**Data excerpts:**

use std::collections::BTreeMap;

use rand::rngs::StdRng;
use rand::seq::SliceRandom;
use rand::{Rng, SeedableRng};
use rayon::prelude::*;
use tracing::{debug, info, trace};

use crate::error::ExperimentError;
use crate::tree::RedBlackTree;

/// How the keys of a trial tree are drawn.
#[derive(Clone, Copy, Debug, Default, PartialEq, Eq)]
pub enum KeyDistribution {
    /// Every key in `0..n` exactly once, in shuffled order.
    #[default]
    Permutation,
    /// `n` keys drawn from `0..n` with replacement.
    Uniform,
}

impl KeyDistribution {
    /// Draws the insertion sequence for a tree of `size` keys.
    pub fn keys<R: Rng + ?Sized>(self, size: usize, rng: &mut R) -> Vec<usize> {
        match self {
            Self::Permutation => {
                let mut keys: Vec<usize> = (0..size).collect();
                keys.shuffle(rng);
                keys
            }
            Self::Uniform => (0..size).map(|_| rng.gen_range(0..size)).collect(),
        }
    }
}

/// Settings for [`run`].
#[derive(Clone, Debug, PartialEq)]
pub struct ExperimentConfig {
    /// Number of keys inserted per tree; one report column each.
    pub sizes: Vec<usize>,
    /// Trees built per size.
    pub trials: usize,
    pub seed: u64,
    pub distribution: KeyDistribution,
}

impl Default for ExperimentConfig {
    fn default() -> Self {
        Self {
            sizes: vec![10, 100, 1_000, 10_000],
            trials: 10,
            seed: 0,
            distribution: KeyDistribution::Permutation,
        }
    }
}

impl ExperimentConfig {
    /// A default config whose `count` sizes are drawn uniformly from `min..=max` using `seed`.
    pub fn with_random_sizes(count: usize, min: usize, max: usize, seed: u64) -> Result<Self, ExperimentError> {
        if min > max {
            return Err(ExperimentError::InvalidSizeRange { min, max });
        }

        let mut rng = StdRng::seed_from_u64(seed);
        let sizes = (0..count).map(|_| rng.gen_range(min..=max)).collect();
        Ok(Self { sizes, seed, ..Self::default() })
    }

    pub fn validate(&self) -> Result<(), ExperimentError> {
        if self.sizes.is_empty() {
            return Err(ExperimentError::NoSizes);
        }
        if self.trials == 0 {
            return Err(ExperimentError::NoTrials);
        }
        Ok(())
    }
}

/// The trial results for one input size.
#[derive(Clone, Debug, PartialEq)]
pub struct SizeResult {
    pub size: usize,
    /// Red percentage of each trial tree, in trial order.
    pub percentages: Vec<f64>,
    pub mean: f64,
}

/// Everything [`run`] measured.
#[derive(Clone, Debug, PartialEq)]
pub struct ExperimentReport {
    /// One entry per configured size, in configuration order.
    pub rows: Vec<SizeResult>,
    /// Mean red percentage over every trial of every size, E(n).
    pub expected: f64,
}

impl ExperimentReport {
    /// Mean red percentage per distinct size.
    pub fn means(&self) -> BTreeMap<usize, f64> {
        means_by_size(&self.rows)
    }

    /// Renders the report as CSV.
    ///
    /// The header lists every size followed by `E(n)`. Each following line is one trial index
    /// with that trial's percentage for every size; the first of them also carries E(n).
    pub fn to_csv(&self) -> String {
        let mut header: Vec<String> = self.rows.iter().map(|row| row.size.to_string()).collect();
        header.push("E(n)".to_owned());
        let mut lines = vec![header.join(",")];

        let trials = self.rows.iter().map(|row| row.percentages.len()).max().unwrap_or(0);
        for trial in 0..trials {
            let mut cells: Vec<String> = self
                .rows
                .iter()
                .map(|row| row.percentages.get(trial).map(f64::to_string).unwrap_or_default())
                .collect();
            cells.push(if trial == 0 { self.expected.to_string() } else { String::new() });
            lines.push(cells.join(","));
        }

        let mut csv = lines.join("\n");
        csv.push('\n');
        csv
    }
}

/// Builds one tree from keys drawn with `distribution` and returns its red percentage.
pub fn trial_percent_red<R: Rng + ?Sized>(size: usize, distribution: KeyDistribution, rng: &mut R) -> f64 {
    let tree: RedBlackTree<usize> = distribution.keys(size, rng).into_iter().collect();
    tree.percent_red()
}

/// Red percentage of `trials` independent trees of `size` keys, in trial order.
///
/// Trials run in parallel; each one seeds its own generator from `seed`, `size` and its index,
/// so the result only depends on the arguments.
pub fn trial_percentages(size: usize, trials: usize, seed: u64, distribution: KeyDistribution) -> Vec<f64> {
    (0..trials)
        .into_par_iter()
        .map(|trial| {
            let mut rng = StdRng::seed_from_u64(trial_seed(seed, size, trial));
            let percent = trial_percent_red(size, distribution, &mut rng);
            trace!(size, trial, percent, "trial done");
            percent
        })
        .collect()
}

/// Mean red percentage over `trials` trees of `size` keys, or 0 with no trials.
pub fn mean_percent_red(size: usize, trials: usize, seed: u64, distribution: KeyDistribution) -> f64 {
    mean(&trial_percentages(size, trials, seed, distribution))
}

/// Mean red percentage per input size, over `trials` shuffled permutations of `0..size` each.
/// # Example
/// ```
/// # use red_black_bst::experiment::mean_percent_red_by_size;
/// #
/// let means = mean_percent_red_by_size(&[1, 2, 3], 5, 7);
/// // one key is a black root; two keys always leave one red link
/// assert_eq!(means[&1], 0.0);
/// assert_eq!(means[&2], 50.0);
/// assert!(means[&3] <= 100.0 / 3.0);
/// ```
pub fn mean_percent_red_by_size(sizes: &[usize], trials: usize, seed: u64) -> BTreeMap<usize, f64> {
    sizes
        .iter()
        .map(|&size| (size, mean_percent_red(size, trials, seed, KeyDistribution::Permutation)))
        .collect()
}

/// Runs every trial described by `config`.
pub fn run(config: &ExperimentConfig) -> Result<ExperimentReport, ExperimentError> {
    config.validate()?;

    let rows: Vec<SizeResult> = config
        .sizes
        .iter()
        .map(|&size| {
            let percentages = trial_percentages(size, config.trials, config.seed, config.distribution);
            let mean = mean(&percentages);
            debug!(size, trials = config.trials, mean, "size done");
            SizeResult { size, percentages, mean }
        })
        .collect();

    let all: Vec<f64> = rows.iter().flat_map(|row| row.percentages.iter().copied()).collect();
    let expected = mean(&all);
    info!(sizes = rows.len(), trials = config.trials, expected, "experiment finished");

    Ok(ExperimentReport { rows, expected })
}

fn means_by_size(rows: &[SizeResult]) -> BTreeMap<usize, f64> {
    let mut sums: BTreeMap<usize, Vec<f64>> = BTreeMap::new();
    for row in rows {
        sums.entry(row.size).or_default().extend_from_slice(&row.percentages);
    }
    sums.into_iter().map(|(size, percentages)| (size, mean(&percentages))).collect()
}

fn mean(values: &[f64]) -> f64 {
    if values.is_empty() {
        0.0
    } else {
        values.iter().sum::<f64>() / values.len() as f64
    }
}

// splitmix64 finalizer over the three inputs
fn trial_seed(seed: u64, size: usize, trial: usize) -> u64 {
    let mut z = seed
        ^ (size as u64).wrapping_mul(0x9E37_79B9_7F4A_7C15)
        ^ (trial as u64).wrapping_add(1).wrapping_mul(0xC2B2_AE3D_27D4_EB4F);
    z = (z ^ (z >> 30)).wrapping_mul(0xBF58_476D_1CE4_E5B9);
    z = (z ^ (z >> 27)).wrapping_mul(0x94D0_49BB_1331_11EB);
    z ^ (z >> 31)
}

**Task directions:** Using the entries above, extract exactly the span from the line with "if min > max" to the line with "if self.trials == 0", both lines included; leave out everything else.

**Worked solution:**
        if min > max {
            return Err(ExperimentError::InvalidSizeRange { min, max });
        }

        let mut rng = StdRng::seed_from_u64(seed);
        let sizes = (0..count).map(|_| rng.gen_range(min..=max)).collect();
        Ok(Self { sizes, seed, ..Self::default() })
    }

    pub fn validate(&self) -> Result<(), ExperimentError> {
        if self.sizes.is_empty() {
            return Err(ExperimentError::NoSizes);
        }
        if self.trials == 0 {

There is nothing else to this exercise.